Attorney General of Vermont
- In office February 2, 1960 – January 1, 1962
- Governor: Robert Stafford F. Ray Keyser Jr.
- Preceded by: Frederick M. Reed
- Succeeded by: Charles J. Adams

Deputy Attorney General of Vermont
- In office January 2, 1959 – February 1, 1960
- Preceded by: Stephen B. Richardson
- Succeeded by: Arthur Crowley Jr.

Personal details
- Born: August 10, 1929 New York City, New York
- Died: February 1, 1995 (aged 65) Lebanon, New Hampshire
- Political party: Republican
- Spouse: Ann Taylor ​(m. 1951)​
- Relations: Eli Whitney Debevoise (father)
- Children: 4 (including Whitney Debevoise)
- Education: Yale University Columbia Law School
- Occupation: Attorney Law School Dean

= Thomas M. Debevoise =

American attorney

Thomas M. Debevoise (August 10, 1929 – February 1, 1995) was a Vermont attorney who served as Vermont Attorney General from 1960 to 1962.

==Biography==
Thomas McElrath Debevoise 2d was born in New York City on August 10, 1929. He was the son of prominent attorney Eli Whitney Debevoise, and the grandson and namesake of Thomas M. Debevoise (1874-1958), who was the longtime attorney for John D. Rockefeller. He received a bachelor's degree from Yale University in 1950, and a law degree from Columbia Law School in 1954.

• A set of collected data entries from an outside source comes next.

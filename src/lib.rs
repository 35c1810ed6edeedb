pub mod audio;
pub mod config;
pub mod error;
pub mod hal;

pub use config::Config;
pub use error::{HalError, Result};
pub use hal::AlsaHal;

After attaining admission to the bar, Debevoise was an Assistant United States Attorney for the Southern District of New York from 1954 to 1956. He relocated to Woodstock, Vermont, and practiced law for two years before becoming Deputy Attorney General for the state of Vermont, a post he held from 1959 to 1960. While in private practice, he assisted James B. Donovan in the defense of accused spy Rudolf Abel.

In February 1960, Robert Stafford, the Governor of Vermont, appointed Debevoise to serve as state Attorney General, filling the vacancy caused when incumbent Frederick M. Reed resigned. Debevoise won election to a full term as a Republican in November 1960, and served until resigning in January 1962. He was succeeded by Charles J. Adams.

From 1962 to 1964, Debevoise was assistant general counsel for the Federal Power Commission. He then returned to the practice of law.

Debevoise was president of the Vermont Law School board of trustees from 1973 to 1974, and Dean of the school from 1974 to 1982. He became Dean Emeritus in 1982, and served as trustee emeritus from 1983 to 1995. In 1984 Vermont Law School awarded him the honorary degree of Doctor of Laws.

Debevoise was president of the Woodstock Foundation from 1982 to 1995; this organization was founded by Laurance Rockefeller and Mary French Rockefeller to promote conservation and sustainable land use. He was also involved in several civic causes.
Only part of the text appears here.